At one clothing factory in Harare, the owner said he had lost 10 of his workforce in the past two weeks. "Frankly I don't know why workers still come," he says. "It can only be hope."
Hope is all they have in many rural areas such as Matabeleland in the south of the country.
A severe drought has resulted in a 95% crop failure and in villages around Plumtree, one family after another showed their recent maize harvest was enough for only two or three weeks.
Nationwide, the country's harvest of maize, its staple crop, is thought to have been between 500000-800000 tons, compared with annual needs of 1.4 million tons.
Yet this works in Mugabe's favour because he will again be able to use food as a political tool in the run-up to elections next March.
If the situation seems grave in rural areas, things are even worse in parts of Bulawayo.
A whole community of people whose homes were demolished by the government two years ago now live on the Richmond rubbish dump, surviving by foraging for bottles and plastic.
Remedio Moyo, 26, shows the black plastic shelter he lives under with his wife and children aged three and five. Small black flies cover everything.

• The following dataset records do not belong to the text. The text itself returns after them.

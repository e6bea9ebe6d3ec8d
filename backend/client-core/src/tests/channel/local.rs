use crate::channel::{Channel, ChannelKind, CommandRegistry, CommandSurface, LocalChannel, command_args};
use crate::error::{ChannelError, FailureKind};

use models::{ComputationRequest, Elapsed, Operation};

use std::sync::Mutex;

use serde_json::{Value, json};

/// Surface double that records what it was asked and answers a canned reply.
struct CannedSurface {
    reply: Result<Value, String>,
    seen: Mutex<Vec<(String, Value)>>,
}

impl CannedSurface {
    fn replying(reply: Result<Value, String>) -> Self {
        Self {
            reply,
            seen: Mutex::new(Vec::new()),
        }
    }
}

impl CommandSurface for CannedSurface {
    async fn invoke(&self, command: &str, args: Value) -> Result<Value, String> {
        self.seen.lock().unwrap().push((command.to_string(), args));
        self.reply.clone()
    }
}

fn request() -> ComputationRequest {
    ComputationRequest::thermal_conductivity_for_unidirectional_composite(2, 0.2, 100.0, 1.0)
}

/// **VALUE**: Verifies that an unbound channel reports unavailability and nothing else.
///
/// **WHY THIS MATTERS**: Unavailability is the only signal that lets the dispatcher fall
/// back to the remote engine.
///
/// **BUG THIS CATCHES**: Would catch an unbound channel returning an empty result or a
/// different failure kind, which would suppress the fallback.
#[tokio::test]
async fn given_unbound_channel_when_invoked_then_channel_unavailable() {
    // GIVEN: No surface
    let channel = LocalChannel::<CommandRegistry>::unbound();

    // WHEN: Invoking
    let err = channel.invoke(&request()).await.unwrap_err();

    // THEN: Unavailable on the local channel
    assert!(!channel.is_bound());
    assert_eq!(err.kind(), FailureKind::ChannelUnavailable);
    assert!(matches!(
        err,
        ChannelError::Unavailable {
            channel: ChannelKind::Local,
            ..
        }
    ));
}

/// **VALUE**: Verifies the command name and argument object sent to the surface.
///
/// **BUG THIS CATCHES**: Would catch a renamed argument key (`kFiber` instead of
/// `kForFiber`) or a missing model selector.
#[tokio::test]
async fn given_bound_channel_when_invoked_then_surface_receives_named_arguments() {
    // GIVEN: A surface answering three values
    let surface = CannedSurface::replying(Ok(json!([
        [20.8, 1.3300670235932428, 1.3300670235932428],
        {"secs": 0, "nanos": 4_500}
    ])));
    let channel = LocalChannel::bound(surface);

    // WHEN: Invoking
    let result = channel.invoke(&request()).await.unwrap();

    // THEN: Named arguments went out under the operation's name
    let seen = channel.surface().unwrap().seen.lock().unwrap().clone();
    assert_eq!(seen.len(), 1);
    assert_eq!(seen[0].0, "thermal_conductivity_for_unidirectional_composite");
    assert_eq!(
        seen[0].1,
        json!({"numberOfModel": 2, "fiberContent": 0.2, "kForFiber": 100.0, "kForMatrix": 1.0})
    );

    // THEN: Values and elapsed passed through unchanged
    let response = result.values.unwrap();
    assert_eq!(response.values(), &[20.8, 1.3300670235932428, 1.3300670235932428]);
    assert_eq!(result.elapsed, Elapsed::new(0, 4_500).unwrap());
}

#[tokio::test]
async fn given_surface_rejects_when_invoked_then_command_failed() {
    let channel = LocalChannel::bound(CannedSurface::replying(Err("engine busy".to_string())));

    let err = channel.invoke(&request()).await.unwrap_err();

    assert_eq!(err.kind(), FailureKind::CommandFailed);
    assert!(err.to_string().contains("engine busy"));
}

#[tokio::test]
async fn given_malformed_return_when_invoked_then_command_failed() {
    let channel = LocalChannel::bound(CannedSurface::replying(Ok(json!({"values": [1.0]}))));

    let err = channel.invoke(&request()).await.unwrap_err();

    assert_eq!(err.kind(), FailureKind::CommandFailed);
    assert!(err.to_string().contains("Malformed command return value"));
}

#[tokio::test]
async fn given_wrong_value_count_when_invoked_then_shape_mismatch() {
    let channel = LocalChannel::bound(CannedSurface::replying(Ok(json!([
        [1.0, 2.0],
        {"secs": 0, "nanos": 0}
    ]))));

    let err = channel.invoke(&request()).await.unwrap_err();

    assert_eq!(err.kind(), FailureKind::ShapeMismatch);
}

/// **VALUE**: Verifies that an out-of-range elapsed from the surface is refused.
///
/// **BUG THIS CATCHES**: Would catch `nanos` of a full second or more being accepted and
/// rendered as a nonsensical breakdown.
#[tokio::test]
async fn given_elapsed_nanos_out_of_range_when_invoked_then_command_failed() {
    let channel = LocalChannel::bound(CannedSurface::replying(Ok(json!([
        [1.0, 2.0, 3.0],
        {"secs": 0, "nanos": 1_000_000_000u32}
    ]))));

    let err = channel.invoke(&request()).await.unwrap_err();

    assert_eq!(err.kind(), FailureKind::CommandFailed);
}

#[tokio::test]
async fn given_wrong_arity_when_invoked_then_encoding_error_without_calling_surface() {
    // GIVEN: A request one parameter short
    let short = ComputationRequest::new(Operation::ThermalExpansionForHoneycomb, 1, vec![1.0; 4]);
    let channel = LocalChannel::bound(CannedSurface::replying(Ok(Value::Null)));

    // WHEN: Invoking
    let err = channel.invoke(&short).await.unwrap_err();

    // THEN: Rejected before reaching the surface
    assert_eq!(err.kind(), FailureKind::EncodingError);
    assert!(channel.surface().unwrap().seen.lock().unwrap().is_empty());
}

#[test]
fn given_request_when_args_built_then_one_key_per_parameter_plus_model() {
    let request = ComputationRequest::elastic_modules_for_honeycomb(
        1, 9.24, 8.4619, 0.4, std::f64::consts::FRAC_PI_6, 3.0, 0.3,
    );

    let args = command_args(&request).unwrap();
    let object = args.as_object().unwrap();

    assert_eq!(object.len(), 7);
    assert_eq!(object["numberOfModel"], json!(1));
    assert_eq!(object["hCellSideSize"], json!(8.4619));
    assert_eq!(object["angle"], json!(std::f64::consts::FRAC_PI_6));
}

#[test]
fn given_non_finite_parameter_when_args_built_then_written_as_string() {
    let request = ComputationRequest::thermal_conductivity_for_unidirectional_composite(
        1,
        f64::NAN,
        f64::INFINITY,
        f64::NEG_INFINITY,
    );

    let args = command_args(&request).unwrap();

    assert_eq!(args["fiberContent"], json!("NaN"));
    assert_eq!(args["kForFiber"], json!("inf"));
    assert_eq!(args["kForMatrix"], json!("-inf"));
}

#[tokio::test]
async fn given_surface_returns_non_finite_values_when_invoked_then_decoded() {
    // GIVEN: A surface answering NaN and +inf as strings
    let channel = LocalChannel::bound(CannedSurface::replying(Ok(json!([
        ["NaN", "inf", 2.0],
        {"secs": 0, "nanos": 10}
    ]))));

    // WHEN: Invoking
    let result = channel.invoke(&request()).await.unwrap();

    // THEN: Same doubles the remote codec would produce
    let values = result.values.unwrap().into_values();
    assert!(values[0].is_nan());
    assert_eq!(values[1], f64::INFINITY);
    assert_eq!(values[2], 2.0);
}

"This is not a proper life," he says. "I went to school and all I wanted from life was a job and a small house, not to be a big man. There is only one person to blame for this situation and I would like that man to die any minute."
Pius Ncube, the outspoken Catholic Archbishop of Bulawayo, says things are now so desperate that he is calling on the West to invade and oust Mugabe's regime.
"Anyone who is ready to starve his people to death for the sake of power is a murderer," Ncube says. "What more does he have to do?"